**Task goal:**
For the records below, tally the lines that include the word "Receiver" and report the number alone.

**Stored data:**
++++++++++++++++++++

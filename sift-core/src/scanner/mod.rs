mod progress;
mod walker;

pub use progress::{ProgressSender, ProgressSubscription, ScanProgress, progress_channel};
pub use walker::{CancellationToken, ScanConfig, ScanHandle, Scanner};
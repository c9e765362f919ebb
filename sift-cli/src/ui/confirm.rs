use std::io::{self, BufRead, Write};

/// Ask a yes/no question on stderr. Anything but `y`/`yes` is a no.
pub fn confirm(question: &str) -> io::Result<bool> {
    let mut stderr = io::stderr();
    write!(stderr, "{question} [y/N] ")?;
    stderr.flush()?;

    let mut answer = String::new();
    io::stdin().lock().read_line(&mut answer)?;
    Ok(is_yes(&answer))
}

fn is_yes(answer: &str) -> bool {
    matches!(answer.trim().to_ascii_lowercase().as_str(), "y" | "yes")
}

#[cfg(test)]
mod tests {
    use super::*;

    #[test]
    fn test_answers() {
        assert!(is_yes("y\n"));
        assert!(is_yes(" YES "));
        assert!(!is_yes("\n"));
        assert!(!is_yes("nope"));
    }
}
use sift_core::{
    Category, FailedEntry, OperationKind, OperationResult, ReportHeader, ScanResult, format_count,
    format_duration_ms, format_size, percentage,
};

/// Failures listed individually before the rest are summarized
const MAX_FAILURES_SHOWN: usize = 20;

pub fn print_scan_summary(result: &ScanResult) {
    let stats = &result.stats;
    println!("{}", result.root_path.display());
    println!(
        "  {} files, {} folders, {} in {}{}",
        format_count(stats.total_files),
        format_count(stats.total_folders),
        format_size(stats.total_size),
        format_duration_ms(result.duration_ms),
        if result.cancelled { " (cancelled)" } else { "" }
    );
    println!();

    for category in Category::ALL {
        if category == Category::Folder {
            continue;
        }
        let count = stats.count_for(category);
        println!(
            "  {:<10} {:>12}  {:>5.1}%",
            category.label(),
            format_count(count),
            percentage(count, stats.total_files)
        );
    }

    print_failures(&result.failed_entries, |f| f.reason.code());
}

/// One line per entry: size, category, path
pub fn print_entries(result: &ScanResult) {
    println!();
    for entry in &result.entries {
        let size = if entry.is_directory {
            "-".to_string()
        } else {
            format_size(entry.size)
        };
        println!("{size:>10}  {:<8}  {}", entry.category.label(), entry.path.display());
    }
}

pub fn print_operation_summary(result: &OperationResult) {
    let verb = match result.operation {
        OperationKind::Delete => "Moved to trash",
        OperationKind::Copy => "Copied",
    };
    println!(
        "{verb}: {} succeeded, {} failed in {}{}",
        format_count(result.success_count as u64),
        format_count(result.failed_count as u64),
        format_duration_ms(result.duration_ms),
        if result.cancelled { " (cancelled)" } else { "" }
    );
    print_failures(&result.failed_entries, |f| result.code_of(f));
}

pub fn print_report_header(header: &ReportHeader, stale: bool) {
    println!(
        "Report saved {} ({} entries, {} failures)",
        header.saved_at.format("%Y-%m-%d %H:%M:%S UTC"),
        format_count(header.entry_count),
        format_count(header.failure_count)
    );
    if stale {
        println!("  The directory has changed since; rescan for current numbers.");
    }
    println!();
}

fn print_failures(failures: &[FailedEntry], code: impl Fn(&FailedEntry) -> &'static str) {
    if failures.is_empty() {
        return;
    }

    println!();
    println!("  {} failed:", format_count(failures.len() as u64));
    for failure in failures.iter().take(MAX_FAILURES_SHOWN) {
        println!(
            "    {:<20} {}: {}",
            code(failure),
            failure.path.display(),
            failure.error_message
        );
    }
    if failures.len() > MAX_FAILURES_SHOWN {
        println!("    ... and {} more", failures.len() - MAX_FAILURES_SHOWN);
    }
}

++++++++++++++++++++

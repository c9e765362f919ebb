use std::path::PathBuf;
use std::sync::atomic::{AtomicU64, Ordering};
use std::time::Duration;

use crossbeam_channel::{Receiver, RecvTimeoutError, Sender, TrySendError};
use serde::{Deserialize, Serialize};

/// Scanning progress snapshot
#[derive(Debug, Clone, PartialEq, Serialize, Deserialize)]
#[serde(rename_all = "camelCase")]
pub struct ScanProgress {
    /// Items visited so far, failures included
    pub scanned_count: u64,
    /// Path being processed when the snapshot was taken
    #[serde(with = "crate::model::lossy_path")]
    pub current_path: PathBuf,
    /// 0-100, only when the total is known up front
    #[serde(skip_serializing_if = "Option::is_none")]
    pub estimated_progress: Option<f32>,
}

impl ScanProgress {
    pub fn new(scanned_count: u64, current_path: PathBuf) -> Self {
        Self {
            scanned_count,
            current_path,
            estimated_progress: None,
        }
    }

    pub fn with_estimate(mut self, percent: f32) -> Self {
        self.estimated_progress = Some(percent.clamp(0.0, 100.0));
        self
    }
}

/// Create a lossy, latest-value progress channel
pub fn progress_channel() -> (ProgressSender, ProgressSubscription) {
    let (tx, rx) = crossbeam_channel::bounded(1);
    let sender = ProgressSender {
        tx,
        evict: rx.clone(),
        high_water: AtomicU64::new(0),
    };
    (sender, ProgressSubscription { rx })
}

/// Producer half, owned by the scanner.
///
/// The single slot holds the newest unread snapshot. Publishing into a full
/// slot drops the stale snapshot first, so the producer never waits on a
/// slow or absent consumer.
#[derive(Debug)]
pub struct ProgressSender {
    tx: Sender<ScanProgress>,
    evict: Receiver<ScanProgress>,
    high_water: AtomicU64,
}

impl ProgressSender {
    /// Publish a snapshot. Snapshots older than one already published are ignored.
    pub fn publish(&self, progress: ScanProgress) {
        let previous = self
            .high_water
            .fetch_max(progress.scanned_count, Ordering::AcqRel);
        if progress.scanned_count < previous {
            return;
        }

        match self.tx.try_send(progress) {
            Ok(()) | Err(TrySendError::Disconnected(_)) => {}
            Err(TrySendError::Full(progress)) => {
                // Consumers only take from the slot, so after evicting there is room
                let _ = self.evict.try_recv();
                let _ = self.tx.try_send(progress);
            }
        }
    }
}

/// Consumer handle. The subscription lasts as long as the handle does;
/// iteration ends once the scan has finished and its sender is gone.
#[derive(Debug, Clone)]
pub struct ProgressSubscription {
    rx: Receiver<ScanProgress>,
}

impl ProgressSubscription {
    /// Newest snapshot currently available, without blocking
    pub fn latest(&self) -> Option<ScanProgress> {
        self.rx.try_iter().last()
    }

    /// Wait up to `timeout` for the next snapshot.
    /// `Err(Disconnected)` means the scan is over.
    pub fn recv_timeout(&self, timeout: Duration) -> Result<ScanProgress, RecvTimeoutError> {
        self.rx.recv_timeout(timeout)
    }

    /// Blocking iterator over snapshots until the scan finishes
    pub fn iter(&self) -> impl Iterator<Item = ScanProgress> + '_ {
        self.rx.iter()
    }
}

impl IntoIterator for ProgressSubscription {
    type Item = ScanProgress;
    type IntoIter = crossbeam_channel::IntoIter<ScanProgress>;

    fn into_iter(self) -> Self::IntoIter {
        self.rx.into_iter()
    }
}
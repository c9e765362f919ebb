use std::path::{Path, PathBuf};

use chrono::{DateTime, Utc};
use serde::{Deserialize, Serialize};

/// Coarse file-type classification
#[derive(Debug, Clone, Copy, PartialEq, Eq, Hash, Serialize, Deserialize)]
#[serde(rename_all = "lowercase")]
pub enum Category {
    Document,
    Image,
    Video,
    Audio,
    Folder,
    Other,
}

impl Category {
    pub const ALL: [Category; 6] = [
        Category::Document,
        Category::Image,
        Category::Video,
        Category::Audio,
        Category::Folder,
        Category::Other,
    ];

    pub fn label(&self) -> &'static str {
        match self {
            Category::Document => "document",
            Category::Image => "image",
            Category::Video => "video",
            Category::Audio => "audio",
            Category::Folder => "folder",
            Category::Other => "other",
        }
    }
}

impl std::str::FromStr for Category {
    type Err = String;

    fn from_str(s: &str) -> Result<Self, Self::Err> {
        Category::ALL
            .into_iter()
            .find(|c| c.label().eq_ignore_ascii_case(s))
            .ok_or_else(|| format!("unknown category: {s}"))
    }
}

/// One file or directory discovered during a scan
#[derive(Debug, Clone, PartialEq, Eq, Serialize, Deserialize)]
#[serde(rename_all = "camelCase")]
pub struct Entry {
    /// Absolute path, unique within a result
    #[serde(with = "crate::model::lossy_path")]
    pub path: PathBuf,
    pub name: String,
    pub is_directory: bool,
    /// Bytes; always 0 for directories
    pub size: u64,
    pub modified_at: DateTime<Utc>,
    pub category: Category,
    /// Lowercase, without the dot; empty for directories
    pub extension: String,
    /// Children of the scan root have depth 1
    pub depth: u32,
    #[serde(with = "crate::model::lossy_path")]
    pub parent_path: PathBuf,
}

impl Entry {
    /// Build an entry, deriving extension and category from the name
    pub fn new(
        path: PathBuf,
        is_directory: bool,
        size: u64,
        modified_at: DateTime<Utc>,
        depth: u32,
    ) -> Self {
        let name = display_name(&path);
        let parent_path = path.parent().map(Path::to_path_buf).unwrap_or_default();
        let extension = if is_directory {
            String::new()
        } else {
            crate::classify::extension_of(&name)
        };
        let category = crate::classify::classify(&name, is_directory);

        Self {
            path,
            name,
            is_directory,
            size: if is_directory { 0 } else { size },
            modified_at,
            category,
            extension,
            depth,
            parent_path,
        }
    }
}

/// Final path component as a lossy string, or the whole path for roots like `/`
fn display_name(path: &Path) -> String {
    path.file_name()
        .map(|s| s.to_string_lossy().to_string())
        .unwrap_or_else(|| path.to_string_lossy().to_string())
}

++++++++++++++++++++

**The completed task:**
3